Scene Of The CrimeThere are a small handful of truly benchmark events in the human history of disease, misery, and death. Joseph Lister's idea that surgeries should take place in a sterile environment, and that medical equipment should be cleaned between uses. Edward Jenner's theory of vaccination, when he noted that milkmaids who caught cowpox did not subsequently catch smallpox. And the nation-wide pasteurization of our nation's milk supply, which occurred in the late 1800s.
Prior to the pasteurization of milk, people consumed raw milk exclusively. After Louis Pasteur discovered germs in 1864, raw milk was found to be positively seething with contagious disease, including tuberculosis and brucellosis, not to mention bacterial contaminants like e. coli. It's impossible to know how many people were sickened by raw milk, but the number is surely astronomical. Not least because the nationwide distribution system - both then and now - pooled local deliveries of milk into one giant vat for distribution. The milk from one sick cow on one particular isolated farm can quickly spread to contaminate an entire region's milk.

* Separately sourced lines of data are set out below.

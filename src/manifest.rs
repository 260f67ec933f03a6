//! Pure manifest construction. Everything here is a deterministic function
//! of the service descriptor and the orchestrator configuration; no call in
//! this module touches the cluster.
//!
//! The workload flavor is decided exactly once: a database descriptor with
//! volume requests becomes a StatefulSet plus one PVC per request, anything
//! else becomes a Deployment (volume requests on stateless services mount
//! emptyDir scratch space). The reconciler and status aggregator branch on
//! the resulting tag instead of re-deriving "is this a database".

use std::collections::BTreeMap;

use k8s_openapi::api::apps::v1::{Deployment, DeploymentSpec, StatefulSet, StatefulSetSpec};
use k8s_openapi::api::core::v1::{
    ConfigMap, ConfigMapVolumeSource, Container, ContainerPort, EmptyDirVolumeSource, EnvVar,
    PersistentVolumeClaim, PersistentVolumeClaimSpec, PersistentVolumeClaimVolumeSource, PodSpec,
    PodTemplateSpec, ResourceRequirements, Service, ServicePort, ServiceSpec, Volume, VolumeMount,
    VolumeResourceRequirements,
};
use k8s_openapi::api::networking::v1::{
    HTTPIngressPath, HTTPIngressRuleValue, Ingress, IngressBackend, IngressRule,
    IngressServiceBackend, IngressSpec, ServiceBackendPort,
};
use k8s_openapi::apimachinery::pkg::api::resource::Quantity;
use k8s_openapi::apimachinery::pkg::apis::meta::v1::{LabelSelector, ObjectMeta};
use k8s_openapi::apimachinery::pkg::util::intstr::IntOrString;
use serde::Serialize;
use serde_json::json;
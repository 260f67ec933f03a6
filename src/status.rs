//! Read-model aggregation: workload health, events, log tails and the
//! importable-workload listing. Everything here is computed fresh per call;
//! staleness is bounded by network latency, not a cache TTL.

use futures::AsyncReadExt;
use std::sync::Arc;

use bytes::Bytes;
use k8s_openapi::api::core::v1::Pod;
use log::{debug, warn};
use tokio::sync::{mpsc, oneshot};

use crate::error::{OrchestratorError, OrchestratorResult};
use crate::manifest::{app_selector, MANAGED_BY_LABEL};
use crate::models::{
    ImportableService, LogQuery, ServiceEvent, ServiceLogs, ServicePhase, WorkloadStatus,
};
use crate::naming::sanitize_resource_name;
use crate::session::{SessionStore, StreamSession};
use crate::Orchestrator;

/// Container waiting reasons that mean the workload is broken rather than
/// still coming up.
const FAILURE_REASONS: [&str; 5] = [
    "CrashLoopBackOff",
    "ErrImagePull",
    "ImagePullBackOff",
    "CreateContainerError",
    "RunContainerError",
];

fn pod_is_ready(pod: &Pod) -> bool {
    pod.status
        .as_ref()
        .and_then(|s| s.conditions.as_ref())
        .map(|conds| {
            conds
                .iter()
                .any(|c| c.type_ == "Ready" && c.status == "True")
        })
        .unwrap_or(false)
}

fn first_waiting_failure(pods: &[Pod]) -> Option<(String, Option<String>)> {
    for pod in pods {
        let Some(statuses) = pod
            .status
            .as_ref()
            .and_then(|s| s.container_statuses.as_ref())
        else {
            continue;
        };
        for cs in statuses {
            if let Some(waiting) = cs.state.as_ref().and_then(|s| s.waiting.as_ref()) {
                if let Some(reason) = &waiting.reason {
                    if FAILURE_REASONS.contains(&reason.as_str()) {
                        return Some((reason.clone(), waiting.message.clone()));
                    }
                }
            }
        }
    }
    None
}
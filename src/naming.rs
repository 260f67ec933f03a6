//! Deterministic, DNS-safe names for every cluster object this crate creates.
//!
//! K8s object names and label values must be valid DNS-1123 labels:
//! lowercase alphanumerics and dashes, 63 bytes max, alphanumeric at both
//! ends. Service records carry free-form user text, so every derived name
//! goes through here exactly once.

const MAX_LABEL_LENGTH: usize = 63;

/// Fixed token returned when an input sanitizes to nothing.
pub const FALLBACK_NAME: &str = "svc";

/// Sanitize arbitrary text into a valid DNS label.
///
/// Lowercases, maps every character outside `[a-z0-9-]` to `-`, collapses
/// dash runs, strips leading/trailing dashes and truncates to 63 bytes.
/// Total and idempotent: every input yields a valid label, and a valid
/// label passes through unchanged.
pub fn sanitize_resource_name(raw: &str) -> String {
    let mut out = String::with_capacity(raw.len().min(MAX_LABEL_LENGTH));
    let mut last_was_dash = false;
    for c in raw.chars() {
        let mapped = match c.to_ascii_lowercase() {
            c if c.is_ascii_lowercase() || c.is_ascii_digit() => c,
            _ => '-',
        };
        if mapped == '-' {
            if last_was_dash || out.is_empty() {
                continue;
            }
            last_was_dash = true;
        } else {
            last_was_dash = false;
        }
        out.push(mapped);
    }
    out.truncate(MAX_LABEL_LENGTH);
    while out.ends_with('-') {
        out.pop();
    }
    if out.is_empty() {
        return FALLBACK_NAME.to_string();
    }
    out
}

/// Append `-<suffix>` to a sanitized base, reserving the suffix length from
/// the 63-byte budget before truncating the base so the result is always a
/// non-empty valid label.
pub fn suffixed_name(base: &str, suffix: &str) -> String {
    let suffix = sanitize_resource_name(suffix);
    let budget = MAX_LABEL_LENGTH - suffix.len() - 1;
    let mut name = sanitize_resource_name(base);
    if name.len() > budget {
        name.truncate(budget);
        while name.ends_with('-') {
            name.pop();
        }
    }
    if name.is_empty() {
        name.push_str(FALLBACK_NAME);
    }
    format!("{}-{}", name, suffix)
}

/// Port-scoped name (`<base>-<port>`), valid for any base length and any
/// port in [1, 65535].
pub fn build_port_name(base: &str, port: u16) -> String {
    suffixed_name(base, &port.to_string())
}

/// Parent of an absolute container path, used by the virtual file browser
/// to synthesize the `..` entry. The parent of `/` is `/`.
pub fn parent_path(path: &str) -> String {
    let trimmed = path.trim_end_matches('/');
    if trimmed.is_empty() {
        return "/".to_string();
    }
    match trimmed.rfind('/') {
        Some(0) | None => "/".to_string(),
        Some(idx) => trimmed[..idx].to_string(),
    }
}
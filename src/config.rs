use serde::{Deserialize, Serialize};

/// Cluster credential sources, resolved in priority order:
/// an inline kubeconfig document first, then an API server URL with a bearer
/// token, then whatever the environment provides (in-cluster service
/// account, `KUBECONFIG`, `~/.kube/config`).
#[derive(Serialize, Deserialize, Clone, Debug, Default)]
#[serde(rename_all = "camelCase")]
pub struct ClusterSettings {
    /// Full kubeconfig document as YAML text.
    #[serde(default)]
    pub kubeconfig_yaml: Option<String>,
    #[serde(default)]
    pub api_server: Option<String>,
    #[serde(default)]
    pub bearer_token: Option<String>,
    /// Base64-encoded CA certificate, as it appears in a kubeconfig.
    #[serde(default)]
    pub ca_cert_data: Option<String>,
    #[serde(default)]
    pub skip_tls_verify: bool,
    /// Context to select when a kubeconfig document is used.
    #[serde(default)]
    pub context: Option<String>,
}

impl ClusterSettings {
    pub fn from_kubeconfig(yaml: impl Into<String>) -> Self {
        ClusterSettings {
            kubeconfig_yaml: Some(yaml.into()),
            ..Default::default()
        }
    }

    pub fn from_token(api_server: impl Into<String>, token: impl Into<String>) -> Self {
        ClusterSettings {
            api_server: Some(api_server.into()),
            bearer_token: Some(token.into()),
            ..Default::default()
        }
    }
}

/// Deployment-wide policy knobs. All defaulting lives here so downstream
/// code never re-defaults.
#[derive(Serialize, Deserialize, Clone, Debug)]
#[serde(rename_all = "camelCase")]
pub struct OrchestratorConfig {
    /// Root under which domain-enabled ports are exposed:
    /// `<prefix>.<namespace>.<domain_root>`.
    #[serde(default = "default_domain_root")]
    pub domain_root: String,
    /// Field manager recorded on patches and the managed-by label value.
    #[serde(default = "default_field_manager")]
    pub field_manager: String,
    /// Where ConfigMap-backed configuration is mounted inside containers.
    #[serde(default = "default_config_mount_path")]
    pub config_mount_path: String,
    #[serde(default = "default_connect_timeout_secs")]
    pub connect_timeout_secs: u64,
    #[serde(default = "default_io_timeout_secs")]
    pub io_timeout_secs: u64,
}

fn default_domain_root() -> String {
    "apps.local".to_string()
}

fn default_field_manager() -> String {
    "dockhand".to_string()
}

fn default_config_mount_path() -> String {
    "/etc/app-config".to_string()
}

fn default_connect_timeout_secs() -> u64 {
    10
}

fn default_io_timeout_secs() -> u64 {
    30
}

impl Default for OrchestratorConfig {
    fn default() -> Self {
        OrchestratorConfig {
            domain_root: default_domain_root(),
            field_manager: default_field_manager(),
            config_mount_path: default_config_mount_path(),
            connect_timeout_secs: default_connect_timeout_secs(),
            io_timeout_secs: default_io_timeout_secs(),
        }
    }
}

At the same time, it must be acknowledged that pasteurized milk is inferior to raw milk in a few regards. Pasteurization also destroys some of the helpful bacteria, which are required to make certain cheeses. It also harms the taste, according to raw milk connoisseurs.
And then you have the supposed health benefits. The helpful bacteria which are killed in pasteurization are also sold on the market as probiotics, which we have discussed before. Raw food advocates believe that pasteurization also destroys the nutrients and vitamins in milk. And some people believe that it has the power to cure diseases, even (rather implausibly) cancer.
Certainly, young children, pregnant women, and people with compromised immune systems should not drink raw milk. And it is dangerous - Kafka may have caught his lethal tuberculosis from raw milk. But couldn't you say the same thing about sushi, cigarettes, whiskey, and a thousand other things that are legal for sale in the United States?
In fact, raw milk is perfectly legal for sale pretty much everywhere but the United States and Canada. In other countries, people make the informed decision as to whether they want to buy pasteurized or unpasteurized milk . (Not to mention wacky shelf-stable UHT milk, which requires no refrigeration even after being opened.)
Twenty eight states currently do not have rules forbidding the sale of raw milk. As for the other 22 states, the law has criminalized milk. People who want to drink raw milk have to buy it an underground black market network of hush-hush dairy deliveries, eerily reminiscent of rum running under Prohibition. Transporting raw milk across state lines for human consumption is a federal crime, and one which many states have been enforcing.
Make no mistake: this is serious business. Agents from the Georgia Department of Agriculture recently impounded a shipment of raw milk, and the milk club's leader is in danger of being charged with a federal crime.
Regardless of whether you personally would choose raw or pasteurized milk at the grocery store, doesn't it seem a bit silly that the law requires this kind of crack down on raw milk? For safety reasons our commercial national milk supply should continue to be pasteurized, but I don't see why people shouldn't be able to buy raw milk directly from a dairy if they choose.